Wirtschaftsbosse „geben auf“ – die (zukünftige) Macht liegt woanders

06. Dezember 2018

Simone Menne (ex-LH CFO) und René Obermann (ex-Telekom CEO) sind prominente Beispiele für das freiwillige Ausscheiden aus Spitzenpositionen im Top-Management deutscher Dax-Konzerne.

„Die wahre Macht liegt künftig woanders“ formuliert der HBM: Nämlich in „Autonomie, Einfluss (und) Gestaltungsmacht“. Obermann hat natürlich andere Aufgaben übernommen, z.B. als Partner einer Private-Equity-Gesellschaft. Arbeitet aber in Co-Working-Spaces und kommt mit dem Motorrad zum Termin. Frau Menne fördert junge Künstler an der norddeutschen Küste.

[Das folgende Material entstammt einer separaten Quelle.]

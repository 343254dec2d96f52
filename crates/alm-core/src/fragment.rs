//! Fragments: ordered, axis-tagged groupings of areas and sub-fragments.
//!
//! A fragment lays out its children contiguously along its direction. Child
//! order encodes adjacency and is preserved by every copy. Fragments are
//! values: cloning produces an independent tree that still shares the leaf
//! cookies.

use std::fmt;

use crate::area::{Area, Cookie};
use crate::types::Direction;

/// A child of a fragment.
#[derive(Debug, Clone, PartialEq)]
pub enum Item {
    Area(Area),
    Fragment(Fragment),
}

impl Item {
    pub fn as_area(&self) -> Option<&Area> {
        match self {
            Item::Area(area) => Some(area),
            Item::Fragment(_) => None,
        }
    }

    pub fn as_fragment(&self) -> Option<&Fragment> {
        match self {
            Item::Fragment(fragment) => Some(fragment),
            Item::Area(_) => None,
        }
    }

    pub fn as_fragment_mut(&mut self) -> Option<&mut Fragment> {
        match self {
            Item::Fragment(fragment) => Some(fragment),
            Item::Area(_) => None,
        }
    }

    pub fn is_fragment(&self) -> bool {
        matches!(self, Item::Fragment(_))
    }

    /// The cookie of the area or fragment.
    pub fn cookie(&self) -> Option<&Cookie> {
        match self {
            Item::Area(area) => area.cookie(),
            Item::Fragment(fragment) => fragment.cookie(),
        }
    }

    /// Structural id of this item.
    pub fn structure_id(&self) -> String {
        let mut out = String::new();
        self.write_id(&mut out);
        out
    }

    fn write_id(&self, out: &mut String) {
        match self {
            Item::Area(area) => write_key(area.key(), out),
            Item::Fragment(fragment) => fragment.write_id(out),
        }
    }

    /// Number of leaf areas below (or at) this item.
    pub fn area_count(&self) -> usize {
        match self {
            Item::Area(_) => 1,
            Item::Fragment(fragment) => fragment.area_count(),
        }
    }
}

/// Leaf keys are escaped so that a key holding `(`, `)` or `,` cannot
/// read as tree structure.
fn write_key(key: &str, out: &mut String) {
    for c in key.chars() {
        if matches!(c, '(' | ')' | ',' | '\\') {
            out.push('\\');
        }
        out.push(c);
    }
}

impl From<Area> for Item {
    fn from(area: Area) -> Self {
        Item::Area(area)
    }
}

impl From<Fragment> for Item {
    fn from(fragment: Fragment) -> Self {
        Item::Fragment(fragment)
    }
}

/// An ordered sequence of items laid out along one direction.
#[derive(Debug, Clone, PartialEq, Default)]
pub struct Fragment {
    direction: Direction,
    items: Vec<Item>,
    cookie: Option<Cookie>,
}

impl Fragment {
    /// Create an empty fragment.
    pub fn new(direction: Direction) -> Self {
        Self {
            direction,
            items: Vec::new(),
            cookie: None,
        }
    }

    pub fn horizontal() -> Self {
        Self::new(Direction::Horizontal)
    }

    pub fn vertical() -> Self {
        Self::new(Direction::Vertical)
    }

    /// Create a fragment holding the given items.
    pub fn with_items(direction: Direction, items: impl IntoIterator<Item = Item>) -> Self {
        Self {
            direction,
            items: items.into_iter().collect(),
            cookie: None,
        }
    }

    /// Append an item (builder style).
    pub fn with(mut self, item: impl Into<Item>) -> Self {
        self.items.push(item.into());
        self
    }

    pub fn with_cookie(mut self, cookie: Cookie) -> Self {
        self.cookie = Some(cookie);
        self
    }

    pub fn direction(&self) -> Direction {
        self.direction
    }

    pub fn set_direction(&mut self, direction: Direction) {
        self.direction = direction;
    }

    pub fn is_horizontal(&self) -> bool {
        self.direction == Direction::Horizontal
    }

    pub fn is_vertical(&self) -> bool {
        self.direction == Direction::Vertical
    }

    /// Copy of this fragment with the direction flipped. Children are not
    /// regrouped and keep their own directions.
    pub fn flipped(&self) -> Fragment {
        let mut copy = self.clone();
        copy.direction = self.direction.flipped();
        copy
    }

    pub fn cookie(&self) -> Option<&Cookie> {
        self.cookie.as_ref()
    }

    pub fn set_cookie(&mut self, cookie: Option<Cookie>) {
        self.cookie = cookie;
    }

    pub fn items(&self) -> &[Item] {
        &self.items
    }

    pub fn items_mut(&mut self) -> &mut Vec<Item> {
        &mut self.items
    }

    pub fn into_items(self) -> Vec<Item> {
        self.items
    }

    pub fn item(&self, index: usize) -> Option<&Item> {
        self.items.get(index)
    }

    pub fn push(&mut self, item: impl Into<Item>) {
        self.items.push(item.into());
    }

    pub fn len(&self) -> usize {
        self.items.len()
    }

    pub fn is_empty(&self) -> bool {
        self.items.is_empty()
    }

    /// A wrapper is a fragment whose only child is another fragment. It is
    /// transparent for tab assignment.
    pub fn is_wrapper(&self) -> bool {
        self.items.len() == 1 && self.items[0].is_fragment()
    }

    /// The fragment this one stands for once wrappers are collapsed.
    pub fn effective(&self) -> &Fragment {
        let mut current = self;
        while let [Item::Fragment(inner)] = current.items.as_slice() {
            current = inner;
        }
        current
    }

    /// Recursive structural id: direction tag followed by the children's ids,
    /// e.g. `h(TextView,v(Button,EditText))`.
    pub fn structure_id(&self) -> String {
        let mut out = String::new();
        self.write_id(&mut out);
        out
    }

    fn write_id(&self, out: &mut String) {
        out.push(self.direction.tag());
        out.push('(');
        for (i, item) in self.items.iter().enumerate() {
            if i > 0 {
                out.push(',');
            }
            item.write_id(out);
        }
        out.push(')');
    }

    /// Two fragments are equivalent if their structural ids match, no matter
    /// which component instances the leaves refer to.
    pub fn is_equivalent(&self, other: &Fragment) -> bool {
        self.direction == other.direction
            && self.items.len() == other.items.len()
            && self.structure_id() == other.structure_id()
    }

    /// All leaf areas in layout order.
    pub fn areas(&self) -> Vec<&Area> {
        let mut out = Vec::new();
        self.collect_areas(&mut out);
        out
    }

    fn collect_areas<'a>(&'a self, out: &mut Vec<&'a Area>) {
        for item in &self.items {
            match item {
                Item::Area(area) => out.push(area),
                Item::Fragment(fragment) => fragment.collect_areas(out),
            }
        }
    }

    pub fn area_count(&self) -> usize {
        self.items.iter().map(Item::area_count).sum()
    }

    /// Number of fragments in this tree, including this one.
    pub fn fragment_count(&self) -> usize {
        1 + self
            .items
            .iter()
            .filter_map(Item::as_fragment)
            .map(Fragment::fragment_count)
            .sum::<usize>()
    }

    /// Nesting depth; a fragment holding only areas has depth 1.
    pub fn depth(&self) -> usize {
        1 + self
            .items
            .iter()
            .filter_map(Item::as_fragment)
            .map(Fragment::depth)
            .max()
            .unwrap_or(0)
    }

    /// Resolve a path of child indices to a sub-fragment.
    pub fn fragment_at(&self, path: &[usize]) -> Option<&Fragment> {
        let mut current = self;
        for &index in path {
            current = current.items.get(index)?.as_fragment()?;
        }
        Some(current)
    }

    /// Mutable variant of [`Fragment::fragment_at`].
    pub fn fragment_at_mut(&mut self, path: &[usize]) -> Option<&mut Fragment> {
        let mut current = self;
        for &index in path {
            current = current.items.get_mut(index)?.as_fragment_mut()?;
        }
        Some(current)
    }

    /// Replace the sub-fragment at `path`, returning the previous one.
    pub fn replace_at(&mut self, path: &[usize], replacement: Fragment) -> Option<Fragment> {
        let target = self.fragment_at_mut(path)?;
        Some(std::mem::replace(target, replacement))
    }

    /// Visit every fragment of the tree in pre-order together with its path.
    pub fn for_each_fragment<F>(&self, mut visit: F)
    where
        F: FnMut(&[usize], &Fragment),
    {
        let mut path = Vec::new();
        self.walk(&mut path, &mut visit);
    }

    fn walk<F>(&self, path: &mut Vec<usize>, visit: &mut F)
    where
        F: FnMut(&[usize], &Fragment),
    {
        visit(path.as_slice(), self);
        for (i, item) in self.items.iter().enumerate() {
            if let Item::Fragment(child) = item {
                path.push(i);
                child.walk(path, visit);
                path.pop();
            }
        }
    }
}

impl fmt::Display for Fragment {
    fn fmt(&self, f: &mut fmt::Formatter<'_>) -> fmt::Result {
        f.write_str(&self.structure_id())
    }
}

#[cfg(test)]
mod tests {
    use super::*;

    fn leaf(key: &str) -> Area {
        Area::new().with_id(key)
    }

    fn form() -> Fragment {
        Fragment::vertical()
            .with(leaf("TextView"))
            .with(Fragment::horizontal().with(leaf("Button")).with(leaf("EditText")))
    }

    #[test]
    fn test_structure_id() {
        assert_eq!(form().structure_id(), "v(TextView,h(Button,EditText))");
        assert_eq!(Fragment::horizontal().structure_id(), "h()");
    }

    #[test]
    fn test_equivalence_ignores_instances() {
        let a = form();
        let b = form();
        assert!(a.is_equivalent(&b));
        assert!(!a.is_equivalent(&a.flipped()));
    }

    #[test]
    fn test_clone_is_independent() {
        let original = form();
        let mut copy = original.clone();
        copy.fragment_at_mut(&[1]).unwrap().set_direction(Direction::Vertical);
        assert_eq!(original.structure_id(), "v(TextView,h(Button,EditText))");
        assert_eq!(copy.structure_id(), "v(TextView,v(Button,EditText))");
    }

    #[test]
    fn test_keys_cannot_forge_structure() {
        let joined = Fragment::vertical().with(Fragment::horizontal().with(leaf("a,b")));
        let split = Fragment::vertical().with(Fragment::horizontal().with(leaf("a")).with(leaf("b")));
        assert_eq!(joined.structure_id(), r"v(h(a\,b))");
        assert!(!joined.is_equivalent(&split));
    }

    #[test]
    fn test_paths() {
        let f = form();
        let mut seen = Vec::new();
        f.for_each_fragment(|path, fragment| seen.push((path.to_vec(), fragment.len())));
        assert_eq!(seen, vec![(vec![], 2), (vec![1], 2)]);
        assert!(f.fragment_at(&[0]).is_none());
        assert!(f.fragment_at(&[5]).is_none());
    }

    #[test]
    fn test_counts() {
        let f = form();
        assert_eq!(f.area_count(), 3);
        assert_eq!(f.fragment_count(), 2);
        assert_eq!(f.depth(), 2);
        let keys: Vec<_> = f.areas().iter().map(|a| a.key().to_string()).collect();
        assert_eq!(keys, ["TextView", "Button", "EditText"]);
    }

    #[test]
    fn test_effective_collapses_wrappers() {
        let inner = Fragment::vertical().with(leaf("a")).with(leaf("b"));
        let wrapped = Fragment::horizontal().with(Fragment::horizontal().with(inner.clone()));
        assert!(wrapped.is_wrapper());
        assert_eq!(wrapped.effective(), &inner);
        assert!(!inner.is_wrapper());
    }

    #[test]
    fn test_replace_at() {
        let mut f = form();
        let old = f.replace_at(&[1], Fragment::vertical().with(leaf("x"))).unwrap();
        assert_eq!(old.structure_id(), "h(Button,EditText)");
        assert_eq!(f.structure_id(), "v(TextView,v(x))");
        assert!(f.replace_at(&[0], Fragment::vertical()).is_none());
    }
}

Ihr Lebensglück hänge nicht an einem Vorstandsposten und sie müsse nicht mehr den Kalender erfüllen, den andere ihr gesetzt haben.

Natürlich macht Geld – was besagte Manager (w/m) verdient haben – unabhängig. Aber viele nur äußerlich. Die innere Freiheit und Gelassenheit, auf die Verlockungen von Macht, Prestige und formalem Status zu verzichten, zeichnet persönliche Größe aus.